Utilities¶
Some visualisation tools¶
Plotting tools
- class Corrplot(data, pvalues=None, na=0)[source]¶
An implementation of correlation plotting tools (corrplot)
Input must be a dataframe (Pandas) with data (any values) or a correlation matrix (square) with values between -1 and 1.
If NAs are found in the correlation matrix, there are replaced with zeros.
Data can also be a correlation matrix as a 2-D numpy array containing the pairwise correlations between variables. Labels will be numerical indices though.

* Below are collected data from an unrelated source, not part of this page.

// Copyright 2025 eraflo
//
// Licensed under the Apache License, Version 2.0 (the "License");
// you may not use this file except in compliance with the License.
// You may obtain a copy of the License at
//
//     http://www.apache.org/licenses/LICENSE-2.0
//
// Unless required by applicable law or agreed to in writing, software
// distributed under the License is distributed on an "AS IS" BASIS,
// WITHOUT WARRANTIES OR CONDITIONS OF ANY KIND, either express or implied.
// See the License for the specific language governing permissions and
// limitations under the License.

use marionette_core::{AnimationError, ConfigError, LightId, ObjectId, RenderError, ResourceError};
use marionette_lanes::ModelError;
use thiserror::Error;

/// A draw that was resolved and submitted but rejected by the backend.
#[derive(Debug, Clone, PartialEq)]
pub struct DrawFailure {
    /// Model whose draw failed.
    pub model: String,
    /// Material of the failed draw.
    pub material: String,
    /// What the backend reported.
    pub error: RenderError,
}

/// Errors returned by scene operations.
#[derive(Debug, Error)]
pub enum SceneError {
    /// The scene or an object was misconfigured.
    #[error(transparent)]
    Config(#[from] ConfigError),

    /// A GPU resource could not be created, written or released.
    #[error(transparent)]
    Resource(#[from] ResourceError),

    /// A pass could not be opened, dispatched or closed.
    #[error(transparent)]
    Render(#[from] RenderError),

    /// An animator rejected an instance operation.
    #[error(transparent)]
    Animation(#[from] AnimationError),

    /// A model failed validation.
    #[error(transparent)]
    Model(#[from] ModelError),

    /// No object is registered under this id.
    #[error("unknown object {0}")]
    UnknownObject(ObjectId),

    /// No light is registered under this id.
    #[error("unknown light {0}")]
    UnknownLight(LightId),

    /// Some draws failed; the rest of the frame was still recorded.
    #[error("{} draw call(s) failed", .0.len())]
    DrawFailures(Vec<DrawFailure>),
}

impl SceneError {
    /// Returns `false` only for aggregated per-draw failures, which leave the
    /// frame usable.
    pub fn is_fatal(&self) -> bool {
        !matches!(self, SceneError::DrawFailures(_))
    }
}

#[cfg(test)]
mod tests {
    use super::*;

    #[test]
    fn only_draw_failures_are_recoverable() {
        let failures = SceneError::DrawFailures(vec![DrawFailure {
            model: "crate".into(),
            material: "wood".into(),
            error: RenderError::DeviceLost,
        }]);
        assert!(!failures.is_fatal());
        assert_eq!(failures.to_string(), "1 draw call(s) failed");

        assert!(SceneError::from(ConfigError::MissingCamera).is_fatal());
        assert!(SceneError::UnknownObject(ObjectId(3)).is_fatal());
    }
}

By default from red for positive correlation to blue for negative ones but other colormaps can easily be provided.
from biokit.viz import corrplot import string letters = string.uppercase[0:10] import pandas as pd df = pd.DataFrame(dict(( (k, np.random.random(10)+ord(k)-65) for k in letters))) c = corrplot.Corrplot(df) c.plot()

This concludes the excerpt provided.